Personalized design like that is the hallmark of good training, Sherbin said. "Most training that's implemented is cookie-cutter," she said.

A customized course requires trainers who can be both thorough and nimble. Thorough, because they'll need to conduct an assessment or a diagnostic before any training occurs, to better understand who the organization is and what it needs. Nimble, so that they can actively respond to that information rather than falling back on standard material.

But those personalized courses cost more. A company that wants genuinely effective anti-bias training needs to demonstrate that desire by building the cost into its annual training budget.

LEVERAGING THE TRAINING TO BUILD LONG-TERM STRENGTH

While it's important that all of a company's employees experience the same full-spectrum training, several elements in an organization can benefit from particular attention.

Project Include (projectinclude.org), an initiative launched in 2016 to increase D&I in the IT industry, recommends that new employees receive basic anti-bias training during their onboarding. The initiative also emphasizes that managers, given their critical ability to set up a team for success or failure, undergo regular courses to help them better understand their own perspectives and biases. "Successful manager training programs are continuous, and they evolve with the company while directly encouraging career growth and development," reads Project Include's recommendation on manager training.

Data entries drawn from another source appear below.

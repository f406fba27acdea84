//! Custom Axum extractors

use axum::extract::path::ErrorKind;
use axum::extract::rejection::PathRejection;
use axum::extract::{FromRequestParts, Path};
use axum::http::request::Parts;

use super::error::ApiError;
use crate::models::ValidationError;

/// Raw author segment from the path.
///
/// Only extraction happens here; the lookup service validates the value.
pub struct AuthorPath(pub String);

impl<S> FromRequestParts<S> for AuthorPath
where
    S: Send + Sync,
{
    type Rejection = ApiError;

    async fn from_request_parts(parts: &mut Parts, state: &S) -> Result<Self, Self::Rejection> {
        let Path(author): Path<String> = Path::from_request_parts(parts, state)
            .await
            .map_err(path_rejection)?;

        Ok(Self(author))
    }
}

fn path_rejection(rejection: PathRejection) -> ApiError {
    let reason = match &rejection {
        PathRejection::FailedToDeserializePathParams(e) => match e.kind() {
            ErrorKind::InvalidUtf8InPathParam { .. } => "path segment is not valid UTF-8",
            ErrorKind::WrongNumberOfParameters { .. } => return miswired(&rejection),
            _ => "path segment could not be read",
        },
        PathRejection::MissingPathParams(_) => return miswired(&rejection),
        _ => "path segment could not be read",
    };

    ApiError::Validation(ValidationError::InvalidFormat {
        field: "author",
        reason,
    })
}

/// The handler sits on a route that has no single author parameter.
fn miswired(rejection: &PathRejection) -> ApiError {
    ApiError::Internal {
        message: format!("author extractor on a route without one path parameter: {rejection}"),
    }
}
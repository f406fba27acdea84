//! HTTP server command
//!
//! Serves `/books/{author}`, `/GetBookByAuthor/{author}` and `/health`.

use anyhow::{Context, Result};
use clap::Parser;
use std::net::SocketAddr;

use bookshelf_server::{run_server, AppState, ServerConfig};

use super::db::DbArgs;

/// Arguments for the serve command
#[derive(Parser, Debug)]
pub struct ServeArgs {
    /// Address to bind to
    #[arg(long, short = 'b', default_value = "127.0.0.1:8080", env = "BOOKSHELF_BIND")]
    pub bind: SocketAddr,

    /// Allow permissive CORS (all origins) - use with caution
    #[arg(long)]
    pub cors_permissive: bool,

    /// Open the connection pool at startup instead of on the first lookup
    #[arg(long)]
    pub eager: bool,

    #[command(flatten)]
    pub db: DbArgs,
}

/// Run the HTTP server until Ctrl+C or SIGTERM
pub async fn run_serve(args: ServeArgs) -> Result<()> {
    let books = args.db.repo()?;

    tracing::info!("Starting bookshelf server on {}", args.bind);

    let config = ServerConfig {
        bind_addr: args.bind,
        cors_permissive: args.cors_permissive,
        eager_init: args.eager,
    };

    run_server(AppState::new(books), config)
        .await
        .context("Server error")?;

    Ok(())
}
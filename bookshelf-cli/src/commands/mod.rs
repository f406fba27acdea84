//! Command implementations for the bookshelf CLI

pub mod db;
pub mod query;
pub mod serve;

pub use query::run_query;
pub use serve::run_serve;
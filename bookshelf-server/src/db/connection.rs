//! Single database sessions
//!
//! [`Connection`] is one session; [`Connector`] opens them. The pool only
//! sees these traits, so it can be exercised without a live database.
//! [`PgConnector`] / [`PgConnection`] are the Postgres implementations.

use std::time::Duration;

use async_trait::async_trait;
use sqlx::postgres::{PgConnectOptions, PgRow};
use sqlx::Connection as _;
use sqlx::{Column as _, Row as _, TypeInfo as _};

use super::error::{ConnectionError, QueryError};

/// A bound parameter or a decoded column value
#[derive(Debug, Clone, PartialEq, Eq)]
pub enum Value {
    Null,
    Int(i64),
    Text(String),
}

/// One result row: column names paired with values, in select order
#[derive(Debug, Clone, Default, PartialEq, Eq)]
pub struct Row {
    columns: Vec<(String, Value)>,
}

impl Row {
    pub fn new() -> Self {
        Self::default()
    }

    /// Set a column, replacing any existing column with the same name.
    pub fn with(mut self, name: impl Into<String>, value: Value) -> Self {
        let name = name.into();
        match self.columns.iter_mut().find(|(n, _)| *n == name) {
            Some((_, existing)) => *existing = value,
            None => self.columns.push((name, value)),
        }
        self
    }

    pub fn get(&self, name: &str) -> Option<&Value> {
        self.columns
            .iter()
            .find(|(n, _)| n == name)
            .map(|(_, v)| v)
    }

    pub fn len(&self) -> usize {
        self.columns.len()
    }

    pub fn is_empty(&self) -> bool {
        self.columns.is_empty()
    }
}

/// A single logical database session.
///
/// States are open and closed; closed is terminal. `is_open` is advisory:
/// a session can die between the check and the next `query`.
#[async_trait]
pub trait Connection: Send {
    /// Execute a parameterized statement. Values in `params` are bound,
    /// never spliced into `sql`.
    async fn query(&mut self, sql: &str, params: &[Value]) -> Result<Vec<Row>, QueryError>;

    /// Release the session. Idempotent.
    async fn close(&mut self);

    fn is_open(&self) -> bool;
}

/// Opens new sessions against one fixed connection string.
///
/// No retries here; the pool decides what to do with a failure.
#[async_trait]
pub trait Connector: Send + Sync + 'static {
    async fn open(&self) -> Result<Box<dyn Connection>, ConnectionError>;
}

/// SQLSTATE Postgres reports when `statement_timeout` cancels a statement
const QUERY_CANCELED: &str = "57014";

/// Postgres session backed by `sqlx::PgConnection`
pub struct PgConnection {
    inner: Option<sqlx::PgConnection>,
    statement_timeout: Option<Duration>,
}

impl PgConnection {
    pub async fn open(url: &str) -> Result<Self, ConnectionError> {
        let options = url.parse::<PgConnectOptions>().map_err(ConnectionError::Open)?;
        Self::open_with(&options, None).await
    }

    /// Open a session. `statement_timeout` must match what `options` sets on
    /// the server; it only labels the error when Postgres cancels a statement.
    pub async fn open_with(
        options: &PgConnectOptions,
        statement_timeout: Option<Duration>,
    ) -> Result<Self, ConnectionError> {
        let conn = sqlx::PgConnection::connect_with(options)
            .await
            .map_err(ConnectionError::Open)?;
        Ok(Self {
            inner: Some(conn),
            statement_timeout,
        })
    }
}

#[async_trait]
impl Connection for PgConnection {
    async fn query(&mut self, sql: &str, params: &[Value]) -> Result<Vec<Row>, QueryError> {
        let conn = self.inner.as_mut().ok_or(ConnectionError::Closed)?;

        let mut query = sqlx::query(sql);
        for param in params {
            query = match param {
                Value::Null => query.bind(None::<String>),
                Value::Int(v) => query.bind(*v),
                Value::Text(s) => query.bind(s.as_str()),
            };
        }

        let rows = match query.fetch_all(&mut *conn).await {
            Ok(rows) => rows,
            Err(e) => {
                if let Some(after) = self.statement_timeout.filter(|_| is_query_canceled(&e)) {
                    // Postgres stopped the statement; the session is still usable.
                    return Err(QueryError::Timeout { after });
                }
                if is_transport_failure(&e) {
                    // The session is unusable; report closed so the pool retires it.
                    tracing::warn!(error = %e, "database session lost during query");
                    self.inner = None;
                }
                return Err(e.into());
            }
        };

        rows.iter().map(decode_pg_row).collect()
    }

    async fn close(&mut self) {
        if let Some(conn) = self.inner.take() {
            if let Err(e) = conn.close().await {
                tracing::debug!(error = %e, "error while closing database session");
            }
        }
    }

    fn is_open(&self) -> bool {
        self.inner.is_some()
    }
}

fn is_transport_failure(e: &sqlx::Error) -> bool {
    matches!(
        e,
        sqlx::Error::Io(_) | sqlx::Error::Tls(_) | sqlx::Error::Protocol(_)
    )
}

fn is_query_canceled(e: &sqlx::Error) -> bool {
    e.as_database_error()
        .and_then(|db| db.code())
        .is_some_and(|code| code == QUERY_CANCELED)
}

fn decode_pg_row(row: &PgRow) -> Result<Row, QueryError> {
    let mut out = Row::new();
    for column in row.columns() {
        let idx = column.ordinal();
        let value = match column.type_info().name() {
            "INT2" => row.try_get::<Option<i16>, _>(idx)?.map(|v| Value::Int(v.into())),
            "INT4" => row.try_get::<Option<i32>, _>(idx)?.map(|v| Value::Int(v.into())),
            "INT8" => row.try_get::<Option<i64>, _>(idx)?.map(Value::Int),
            "TEXT" | "VARCHAR" | "BPCHAR" | "NAME" => {
                row.try_get::<Option<String>, _>(idx)?.map(Value::Text)
            }
            other => {
                return Err(QueryError::UnsupportedColumn {
                    column: column.name().to_owned(),
                    type_name: other.to_owned(),
                })
            }
        };
        out = out.with(column.name(), value.unwrap_or(Value::Null));
    }
    Ok(out)
}

/// Opens [`PgConnection`]s against one connection URL
pub struct PgConnector {
    url: String,
    statement_timeout: Option<Duration>,
}

impl PgConnector {
    pub fn new(url: impl Into<String>) -> Self {
        Self {
            url: url.into(),
            statement_timeout: None,
        }
    }

    /// Have the server cancel any statement running longer than `timeout`.
    ///
    /// A client-side timeout only stops waiting; this stops the work.
    pub fn statement_timeout(mut self, timeout: Duration) -> Self {
        self.statement_timeout = Some(timeout);
        self
    }

    /// Parsed URL plus the session settings every connection starts with
    pub fn connect_options(&self) -> Result<PgConnectOptions, sqlx::Error> {
        let options = self.url.parse::<PgConnectOptions>()?;
        Ok(match self.statement_timeout {
            Some(timeout) => {
                options.options([("statement_timeout", timeout.as_millis().max(1).to_string())])
            }
            None => options,
        })
    }
}

#[async_trait]
impl Connector for PgConnector {
    async fn open(&self) -> Result<Box<dyn Connection>, ConnectionError> {
        let options = self.connect_options().map_err(ConnectionError::Open)?;
        let conn = PgConnection::open_with(&options, self.statement_timeout).await?;
        Ok(Box::new(conn))
    }
}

For upper-echelon leaders, Rice-Boothe said that one-on-one training can be remarkably effective. "When it comes to a CEO, it's hard for them to say, 'I messed up; I was biased when I made this decision.' That's especially true with race and diversity," she said. Speaking privately with a coach, those leaders can be honest and have a better chance of genuinely grasping their own subjectivity and shortcomings.

Some companies have found ways to use the knowledge they've gained in traditional anti-bias training to benefit the organization long term. For example, Living Cities, a collaborative of large foundations and financial institutions, has created what is essentially an in-house anti-bias team.

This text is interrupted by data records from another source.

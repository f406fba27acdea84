//! bookshelf CLI - books-by-author lookup service
//!
//! - `serve`: run the HTTP API
//! - `query`: look up one author and print the books as JSON
//!
//! Database settings come from `DB_*` environment variables, a `.env` file in
//! the working directory, or the flags on each subcommand.

use anyhow::Result;
use clap::{Parser, Subcommand};

mod commands;
mod tracing_setup;

#[derive(Parser, Debug)]
#[command(
    name = "bookshelf",
    author,
    version,
    about = "Look up books by author over a lazily initialized connection pool"
)]
struct Cli {
    /// Debug logging (unless RUST_LOG is set)
    #[arg(long, global = true)]
    debug: bool,

    /// Export traces over OTLP (requires the telemetry feature)
    #[arg(long, global = true)]
    otel: bool,

    #[command(subcommand)]
    command: Commands,
}

#[derive(Subcommand, Debug)]
enum Commands {
    /// Run the HTTP server
    Serve(commands::serve::ServeArgs),
    /// Look up books by one author and print them as JSON
    Query(commands::query::QueryArgs),
}

#[tokio::main]
async fn main() -> Result<()> {
    // Missing .env is fine; the process environment still applies.
    dotenvy::dotenv().ok();
    let cli = Cli::parse();

    let tracing_config = tracing_setup::TracingConfig {
        debug: cli.debug,
        otel: cli.otel,
    };
    tracing_setup::init(&tracing_config).ok();

    let result = match cli.command {
        Commands::Serve(args) => commands::run_serve(args).await,
        Commands::Query(args) => commands::run_query(args).await,
    };

    tracing_setup::shutdown_otel();
    result
}
//! Error taxonomy for the database layer
//!
//! Each layer wraps the one below it so the original cause stays reachable
//! through `source()`:
//!
//! `sqlx::Error` -> [`ConnectionError`] / [`QueryError`] -> [`PoolError`] -> [`ServiceError`]

use std::sync::Arc;
use std::time::Duration;

use crate::models::{DecodeError, ValidationError};

/// Opening or using a single database session failed
#[derive(Debug, thiserror::Error)]
pub enum ConnectionError {
    #[error("failed to open database session: {0}")]
    Open(#[source] sqlx::Error),

    #[error("connection is closed")]
    Closed,
}

/// Executing a statement failed
#[derive(Debug, thiserror::Error)]
pub enum QueryError {
    #[error(transparent)]
    Connection(#[from] ConnectionError),

    #[error("query failed: {0}")]
    Database(#[from] sqlx::Error),

    #[error("column '{column}' has unsupported type {type_name}")]
    UnsupportedColumn { column: String, type_name: String },

    #[error("query timed out after {after:?}")]
    Timeout { after: Duration },
}

/// Why a pool ended up in its terminal failed state
#[derive(Debug, thiserror::Error)]
pub enum PoolFailure {
    #[error("connection {slot} of {size} failed to open")]
    Connect {
        slot: usize,
        size: usize,
        #[source]
        source: ConnectionError,
    },

    #[error("pool was drained")]
    Drained,

    #[error("initialization was aborted before completing")]
    Aborted,
}

/// Obtaining a connection from the pool failed
#[derive(Debug, Clone, thiserror::Error)]
pub enum PoolError {
    #[error("connection pool exhausted: {reason}")]
    Exhausted { reason: &'static str },

    #[error("connection pool unavailable: {cause}")]
    InitFailed {
        #[source]
        cause: Arc<PoolFailure>,
    },

    #[error("connection pool did not finish initializing within {waited:?}")]
    InitTimeout { waited: Duration },
}

/// Errors surfaced by the book lookup service
#[derive(Debug, thiserror::Error)]
pub enum ServiceError {
    #[error("invalid argument: {0}")]
    InvalidArgument(#[from] ValidationError),

    #[error(transparent)]
    PoolUnavailable(#[from] PoolError),

    #[error(transparent)]
    Query(#[from] QueryError),

    #[error("row {row} could not be decoded: {source}")]
    Decode {
        row: usize,
        #[source]
        source: DecodeError,
    },
}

"We have this amazing group inside the organization called Colleagues Operationalizing Racial Equity, or CORE. It was built to help us have these conversations internally and then learn how to have them externally in our work," said Chipo Sachirarwe, CPA, Living Cities' COO.

Living Cities had been determined to do a better job at seeing, understanding, and addressing racial inequities in its workplace. In response, the entire staff first participated in multiple-day training to create a baseline understanding of vocabulary and concepts. Living Cities then drew together a handful of interested employees from all levels and areas of the organization to form CORE, which is now responsible for helping staff deepen its racial equity and inclusion practice.

It's a major commitment: CORE members dedicate roughly 25% of their work hours to the group. That time is spent undergoing training themselves, onboarding new employees so that they're quickly up to speed with the organization's priorities, and designing monthly educational programs for the whole staff.

"The curriculum really depends on organizational needs," said Joanna Carrasco, an associate in Living Cities' communications division who is a CORE member. Currently, the group is examining anti-racism principles and how employees can use them on a personal level.

Those monthly trainings aren't optional. And that's important, Sachirarwe said. That way, everyone is fluent in Living Cities' efforts to work toward racial equity and other goals. "These competencies are embedded in the organization: what we do internally and the conversations we want to have externally."

It's a comprehensive approach — the opposite of "one and done."


About the author

Amanda Abrams is a freelance writer based in North Carolina.